§ **Saved entries**:
=== Begin Enclosure ===

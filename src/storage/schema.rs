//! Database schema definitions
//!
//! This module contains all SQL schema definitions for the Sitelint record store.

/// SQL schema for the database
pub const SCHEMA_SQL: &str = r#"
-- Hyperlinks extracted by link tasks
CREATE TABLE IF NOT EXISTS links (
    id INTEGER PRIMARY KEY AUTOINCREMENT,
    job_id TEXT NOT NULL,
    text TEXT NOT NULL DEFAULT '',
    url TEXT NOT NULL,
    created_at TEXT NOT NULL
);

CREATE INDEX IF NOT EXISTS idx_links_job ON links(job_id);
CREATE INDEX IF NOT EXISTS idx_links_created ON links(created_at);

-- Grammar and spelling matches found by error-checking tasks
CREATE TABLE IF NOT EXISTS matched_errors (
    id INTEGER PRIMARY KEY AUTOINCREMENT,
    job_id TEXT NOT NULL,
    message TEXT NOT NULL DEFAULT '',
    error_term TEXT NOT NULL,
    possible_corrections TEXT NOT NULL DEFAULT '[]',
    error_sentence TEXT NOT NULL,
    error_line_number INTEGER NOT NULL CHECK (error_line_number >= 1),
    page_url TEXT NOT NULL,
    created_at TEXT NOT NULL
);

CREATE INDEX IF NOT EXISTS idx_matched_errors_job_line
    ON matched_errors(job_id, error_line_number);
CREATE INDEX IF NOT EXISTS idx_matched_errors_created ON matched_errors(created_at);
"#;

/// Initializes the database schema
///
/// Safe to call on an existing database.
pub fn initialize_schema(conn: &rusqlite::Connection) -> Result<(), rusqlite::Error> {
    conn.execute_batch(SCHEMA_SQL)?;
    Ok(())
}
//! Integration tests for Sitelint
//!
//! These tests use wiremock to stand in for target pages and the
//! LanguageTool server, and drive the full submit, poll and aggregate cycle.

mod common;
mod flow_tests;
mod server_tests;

=== End Enclosure ===
=== Begin Enclosure ===

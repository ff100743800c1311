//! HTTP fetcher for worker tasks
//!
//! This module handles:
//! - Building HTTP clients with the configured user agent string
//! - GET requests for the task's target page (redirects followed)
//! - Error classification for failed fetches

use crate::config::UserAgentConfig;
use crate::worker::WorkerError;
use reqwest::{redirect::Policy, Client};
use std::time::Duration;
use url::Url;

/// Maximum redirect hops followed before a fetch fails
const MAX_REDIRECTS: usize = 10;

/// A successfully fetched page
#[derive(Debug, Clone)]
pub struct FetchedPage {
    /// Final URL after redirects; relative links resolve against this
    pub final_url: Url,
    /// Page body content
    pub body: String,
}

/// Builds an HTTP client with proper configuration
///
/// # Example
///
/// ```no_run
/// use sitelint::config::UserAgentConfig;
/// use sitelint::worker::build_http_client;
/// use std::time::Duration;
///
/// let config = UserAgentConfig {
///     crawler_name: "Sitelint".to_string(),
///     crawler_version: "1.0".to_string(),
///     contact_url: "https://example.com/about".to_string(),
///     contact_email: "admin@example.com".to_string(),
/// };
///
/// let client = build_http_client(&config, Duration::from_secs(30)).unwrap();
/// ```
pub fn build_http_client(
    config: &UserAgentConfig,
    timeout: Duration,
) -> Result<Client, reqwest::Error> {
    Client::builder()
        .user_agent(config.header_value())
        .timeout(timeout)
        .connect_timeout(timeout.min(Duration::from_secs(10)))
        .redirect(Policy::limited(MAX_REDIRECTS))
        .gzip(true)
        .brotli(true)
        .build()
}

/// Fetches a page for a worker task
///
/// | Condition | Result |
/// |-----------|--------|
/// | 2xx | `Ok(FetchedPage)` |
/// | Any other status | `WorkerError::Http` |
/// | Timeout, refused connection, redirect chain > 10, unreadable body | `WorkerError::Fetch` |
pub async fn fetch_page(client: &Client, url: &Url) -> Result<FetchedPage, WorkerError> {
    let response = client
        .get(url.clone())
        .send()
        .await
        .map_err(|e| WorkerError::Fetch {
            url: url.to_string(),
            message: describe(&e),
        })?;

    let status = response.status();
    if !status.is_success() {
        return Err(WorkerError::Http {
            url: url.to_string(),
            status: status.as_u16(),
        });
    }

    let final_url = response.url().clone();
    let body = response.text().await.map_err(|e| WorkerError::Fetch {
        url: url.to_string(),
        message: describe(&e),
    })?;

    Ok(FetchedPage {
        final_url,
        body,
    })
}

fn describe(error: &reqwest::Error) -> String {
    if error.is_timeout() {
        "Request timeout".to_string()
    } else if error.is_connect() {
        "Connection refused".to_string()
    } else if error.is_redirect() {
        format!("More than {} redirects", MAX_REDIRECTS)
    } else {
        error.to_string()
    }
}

=== End Enclosure ===

§ **TASK REQUIREMENTS**:
There is a line with "-- Hyperlinks extracted by link tasks" and a line with "possible_corrections TEXT NOT" above. Copy exactly those two lines and all lines between them, with nothing else.

§ **EXPECTED OUTPUT**:
-- Hyperlinks extracted by link tasks
CREATE TABLE IF NOT EXISTS links (
    id INTEGER PRIMARY KEY AUTOINCREMENT,
    job_id TEXT NOT NULL,
    text TEXT NOT NULL DEFAULT '',
    url TEXT NOT NULL,
    created_at TEXT NOT NULL
);

CREATE INDEX IF NOT EXISTS idx_links_job ON links(job_id);
CREATE INDEX IF NOT EXISTS idx_links_created ON links(created_at);

-- Grammar and spelling matches found by error-checking tasks
CREATE TABLE IF NOT EXISTS matched_errors (
    id INTEGER PRIMARY KEY AUTOINCREMENT,
    job_id TEXT NOT NULL,
    message TEXT NOT NULL DEFAULT '',
    error_term TEXT NOT NULL,
    possible_corrections TEXT NOT NULL DEFAULT '[]',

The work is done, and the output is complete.